On-device text-to-speech
This page describes how to build SherpaOnnxTts for on-device text-to-speech that runs on HarmonyOS.
Open the project with DevEco Studio
You need to first download the code:
# Assume we place it inside /Users/fangjun/open-source
# You can place it anywhere you like.
cd /Users/fangjun/open-source/
git clone https://github.com/k2-fsa/sherpa-onnx
Then start DevEco Studio and follow the screenshots below:
Select a text-to-speech model
The code supports hundreds of text-to-speech models from
<https://github.com/k2-fsa/sherpa-onnx/releases/tag/tts-models>
and we have modify the code to use the model that we choose.
We give two examples below.
Use vits-melo-tts-zh_en
First, we download the unzip the model.
Caution
: The model MUST be place inside the directory rawfile.
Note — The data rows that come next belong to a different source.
use crate::server::{
    data::user::UserRepository,
    model::user::{
        CreateFakeUserParam, IssueVerificationCodeParam, SetBanParam, SyncPlayerParam,
        UpsertDiscordUserParam,
    },
};
use sea_orm::DbErr;
use test_utils::{builder::TestBuilder, factory};

mod fake_users;
mod find_by_minecraft_uuid;
mod find_by_uuid_and_code;
mod get_with_starter;
mod issue_verification_code;
mod mark_verified;
mod set_admin_by_discord_ids;
mod set_banned;
mod set_starter_given;
mod sync_player;
mod upsert_discord_user;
cd /Users/fangjun/open-source/sherpa-onnx/harmony-os/SherpaOnnxTts/entry/src/main/resources/rawfile
wget https://github.com/k2-fsa/sherpa-onnx/releases/download/tts-models/vits-melo-tts-zh_en.tar.bz2
tar xvf vits-melo-tts-zh_en.tar.bz2
rm vits-melo-tts-zh_en.tar.bz2
# Now remove extra files to save space
rm vits-melo-tts-zh_en/model.int8.onnx
rm vits-melo-tts-zh_en/new_heteronym.fst
Please check that your directory looks exactly
like the following:
(py38) fangjuns-MacBook-Pro:rawfile fangjun$ pwd
/Users/fangjun/open-source/sherpa-onnx/harmony-os/SherpaOnnxTts/entry/src/main/resources/rawfile
(py38) fangjuns-MacBook-Pro:rawfile fangjun$ ls
vits-melo-tts-zh_en
(py38) fangjuns-MacBook-Pro:rawfile fangjun$ ls -lh vits-melo-tts-zh_en/
total 346848
-rw-r--r-- 1 fangjun staff 1.0K Aug 3 11:11 LICENSE
-rw-r--r-- 1 fangjun staff 156B Aug 3 11:11 README.md
-rw-r--r-- 1 fangjun staff 58K Aug 3 11:11 date.fst
drwxr-xr-x 9 fangjun staff 288B Apr 19 2024 dict
-rw-r--r-- 1 fangjun staff 6.5M Sep 27 14:19 lexicon.txt
-rw-r--r-- 1 fangjun staff 163M Aug 3 11:11 model.onnx
-rw-r--r-- 1 fangjun staff 63K Aug 3 11:11 number.fst
-rw-r--r-- 1 fangjun staff 87K Aug 3 11:11 phone.fst
-rw-r--r-- 1 fangjun staff 655B Aug 3 11:11 tokens.txt
Now you should see the following inside DevEco Studio:
Now it is time to modify the code to use our model.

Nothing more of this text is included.